Author: Salesian Missions

Publication Date: August 04, 2020

INDIA: Salesian Missions donor funding aids 13 families with tea saplings to start tea gardens

Tea laborers are now able to become owners of small tea gardens and develop long-term sustainable income.

NEW ROCHELLE, NY (Aug. 4, 2020) The Anma Integrated Development Association (AIDA) was able to support 13 farmers with tea saplings thanks to donor funding from Salesian Missions, the U.S. development arm of the Salesians of Don Bosco. The tea project was developed in 2008 to help tea garden laborers in Assam, a state in northeastern India. The area is known for its wildlife, archeological sites and tea plantations.

India is one of the largest tea producers in the world with close to 70 percent of its tea consumed within India itself. The Indian tea industry has grown to own many global tea brands and has evolved into one of the most technologically equipped tea industries in the world. The districts of Golaghat, Sibsagar, Dibrugarh and Tinsukia in Assam have a large number of tea estates.
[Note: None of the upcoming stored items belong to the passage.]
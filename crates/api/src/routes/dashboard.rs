//! Mounted at `/dashboard` by `api_routes()`.

use axum::routing::get;
use axum::Router;

use crate::handlers::dashboard;
use crate::state::AppState;

pub fn router() -> Router<AppState> {
    Router::new().route("/", get(dashboard::get_dashboard))
}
The tea estates are tended to by laborers, who despite working long hours often do not earn enough wages to meet their basic needs or escape poverty. Many tea laborers own small parcels of land but, for various reasons, leave the land uncultivated while they leave home to work at larger tea estates. In times of financial crisis, they are often forced to mortgage their land for small loans and when they are unable to repay the loans, the land is forfeited. Salesian missionaries in India, aware of this difficult situation, are working to provide opportunities for tea laborers to break the cycle of poverty.
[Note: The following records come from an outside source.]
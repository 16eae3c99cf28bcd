//! Repository for the `treatment_recommendations` table.

use mumentum_core::treatment::NewRecommendation;
use mumentum_core::types::{DbId, UserId};
use sqlx::PgPool;

use crate::models::treatment::TreatmentRecommendation;

/// Column list for `treatment_recommendations` queries.
const COLUMNS: &str = "\
    id, user_id, title, description, risk_level, category, recommended_actions, \
    acknowledged, expires_at, created_at, updated_at";

pub struct TreatmentRepo;

impl TreatmentRepo {
    /// Unacknowledged recommendations that have not expired, newest first.
    pub async fn list_active(
        pool: &PgPool,
        user_id: UserId,
    ) -> Result<Vec<TreatmentRecommendation>, sqlx::Error> {
        let query = format!(
            "SELECT {COLUMNS} FROM treatment_recommendations \
             WHERE user_id = $1 \
               AND NOT acknowledged \
               AND (expires_at IS NULL OR expires_at > NOW()) \
             ORDER BY created_at DESC, id DESC"
        );
        sqlx::query_as::<_, TreatmentRecommendation>(&query)
            .bind(user_id)
            .fetch_all(pool)
            .await
    }

    /// Insert an already validated recommendation.
    pub async fn create(
        pool: &PgPool,
        user_id: UserId,
        input: &NewRecommendation,
    ) -> Result<TreatmentRecommendation, sqlx::Error> {
        let query = format!(
            "INSERT INTO treatment_recommendations \
                 (user_id, title, description, risk_level, category, recommended_actions, expires_at) \
             VALUES ($1, $2, $3, $4, $5, $6, $7) \
             RETURNING {COLUMNS}"
        );
        sqlx::query_as::<_, TreatmentRecommendation>(&query)
            .bind(user_id)
            .bind(&input.title)
            .bind(&input.description)
            .bind(input.risk_level.as_str())
            .bind(&input.category)
            .bind(&input.recommended_actions)
            .bind(input.expires_at)
            .fetch_one(pool)
            .await
    }

    /// Mark a recommendation as seen. `None` if the user has no such row.
    ///
    /// Acknowledging twice is harmless and returns the row again.
    pub async fn acknowledge(
        pool: &PgPool,
        user_id: UserId,
        id: DbId,
    ) -> Result<Option<TreatmentRecommendation>, sqlx::Error> {
        let query = format!(
            "UPDATE treatment_recommendations SET acknowledged = TRUE, updated_at = NOW() \
             WHERE id = $1 AND user_id = $2 \
             RETURNING {COLUMNS}"
        );
        sqlx::query_as::<_, TreatmentRecommendation>(&query)
            .bind(id)
            .bind(user_id)
            .fetch_optional(pool)
            .await
    }
}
“The goal of the project is to help tea laborers begin to cultivate their land, allowing them to become owners of their own small tea gardens and develop a long-term sustainable income,” said Father Gus Baek, director of Salesian Missions. “Tea laborers are provided start-up assistance either through financial resources or through the donation of tea saplings, which helps them to develop their own business and gain financial security.”
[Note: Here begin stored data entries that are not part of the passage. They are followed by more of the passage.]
//! JWT access-token validation.
//!
//! Tokens are minted by the identity provider and signed with a shared
//! HS256 secret. This service only verifies them: signature, expiry and
//! audience. The `sub` claim carries the user's UUID.

use jsonwebtoken::{decode, Algorithm, DecodingKey, Validation};
use mumentum_core::types::UserId;
use serde::{Deserialize, Serialize};

/// Claims the API relies on. Other claims in the token are ignored.
#[derive(Debug, Serialize, Deserialize, Clone)]
pub struct Claims {
    /// Subject -- the user's id at the identity provider.
    pub sub: UserId,
    /// Expiration time (UTC Unix timestamp).
    pub exp: i64,
    /// Intended audience.
    pub aud: String,
}

/// Default audience of user tokens.
pub const DEFAULT_AUDIENCE: &str = "authenticated";

/// Configuration for JWT validation.
#[derive(Debug, Clone)]
pub struct JwtConfig {
    /// HMAC-SHA256 secret shared with the identity provider.
    pub secret: String,
    /// Expected `aud` claim.
    pub audience: String,
}

impl JwtConfig {
    /// Load JWT configuration from environment variables.
    ///
    /// | Env Var              | Required | Default         |
    /// |----------------------|----------|-----------------|
    /// | `AUTH_JWT_SECRET`    | **yes**  | --              |
    /// | `AUTH_JWT_AUDIENCE`  | no       | `authenticated` |
    ///
    /// # Panics
    ///
    /// Panics if `AUTH_JWT_SECRET` is not set or is empty.
    pub fn from_env() -> Self {
        let secret = std::env::var("AUTH_JWT_SECRET")
            .expect("AUTH_JWT_SECRET must be set in the environment");
        assert!(!secret.is_empty(), "AUTH_JWT_SECRET must not be empty");

        let audience =
            std::env::var("AUTH_JWT_AUDIENCE").unwrap_or_else(|_| DEFAULT_AUDIENCE.into());

        Self { secret, audience }
    }
}

/// Validate and decode a bearer token, returning the embedded [`Claims`].
pub fn validate_token(
    token: &str,
    config: &JwtConfig,
) -> Result<Claims, jsonwebtoken::errors::Error> {
    let mut validation = Validation::new(Algorithm::HS256);
    validation.set_audience(&[config.audience.as_str()]);

    let token_data = decode::<Claims>(
        token,
        &DecodingKey::from_secret(config.secret.as_bytes()),
        &validation,
    )?;
    Ok(token_data.claims)
}

#[cfg(test)]
mod tests {
    use jsonwebtoken::{encode, EncodingKey, Header};
    use uuid::Uuid;

    use super::*;

    fn test_config() -> JwtConfig {
        JwtConfig {
            secret: "test-secret-that-is-long-enough-for-hmac".to_string(),
            audience: DEFAULT_AUDIENCE.to_string(),
        }
    }

    fn sign(claims: &Claims, secret: &str) -> String {
        encode(
            &Header::default(),
            claims,
            &EncodingKey::from_secret(secret.as_bytes()),
        )
        .expect("encoding should succeed")
    }

    fn claims(exp_offset_secs: i64, aud: &str) -> Claims {
        Claims {
            sub: Uuid::new_v4(),
            exp: chrono::Utc::now().timestamp() + exp_offset_secs,
            aud: aud.to_string(),
        }
    }

    #[test]
    fn test_valid_token_decodes() {
        let config = test_config();
        let original = claims(900, DEFAULT_AUDIENCE);
        let token = sign(&original, &config.secret);

        let decoded = validate_token(&token, &config).expect("token validation should succeed");
        assert_eq!(decoded.sub, original.sub);
    }

    #[test]
    fn test_expired_token_fails() {
        let config = test_config();
        // Well beyond the default 60-second leeway.
        let token = sign(&claims(-300, DEFAULT_AUDIENCE), &config.secret);
        assert!(validate_token(&token, &config).is_err());
    }

    #[test]
    fn test_wrong_audience_fails() {
        let config = test_config();
        let token = sign(&claims(900, "service_role"), &config.secret);
        assert!(validate_token(&token, &config).is_err());
    }

    #[test]
    fn test_different_secrets_fail() {
        let config = test_config();
        let token = sign(&claims(900, DEFAULT_AUDIENCE), "another-secret");
        assert!(validate_token(&token, &config).is_err());
    }
}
Laborers are also taught business and technical skills relating to the tea market and, capitalizing on their years of working on larger tea estates, they can develop a sustainable income to help them escape poverty. Many former laborers have developed stronger self-confidence and a renewed sense of dignity through the project.

One recipient is Manglu Bhumij, age 39, who has six family members including his mother, wife and three children. He is a daily wage earner and his wife looks after household work along with managing a small tea garden. Bhumij had more than an acre of unutilized land when he heard about the opportunity through AIDA. He immediately applied and prepared his land for cultivation. Bhumij said it was an unexpected opportunity for him to get financial support within a short time. He also thanked the AIDA staff for providing ideas for multi-cropping along with tea. Soon after the planting, he cultivated dal in his tea garden for extra income.

The COVID-19 pandemic has strained tea laborers financially because they were out of work during the lockdown. The lockdown started during the first plucking of tea leaves, which forced tea garden laborers to lose two months of income. Tea farmers supported through AIDA also suffered during the lockdown period since most are daily wage workers. All the beneficiaries, however, have a ration card under the national food security program so they did have some added support.

India has the world’s fourth largest economy but more than 22 percent of the country lives in poverty. About 31 percent of the world’s multidimensionally poor children live in India, according to a report by the Oxford Poverty and Human Development Initiative. A multidimensionally poor child is one who lacks at least one-third of 10 indicators, grouped into three dimensions of poverty: health, education and standard of living.

Salesian missionaries living and working in India place special emphasis on rescuing and rehabilitating children engaged in child labor. There are Salesian-run programs throughout the country that have helped hundreds of thousands of vulnerable youth through the years, and this work continues today.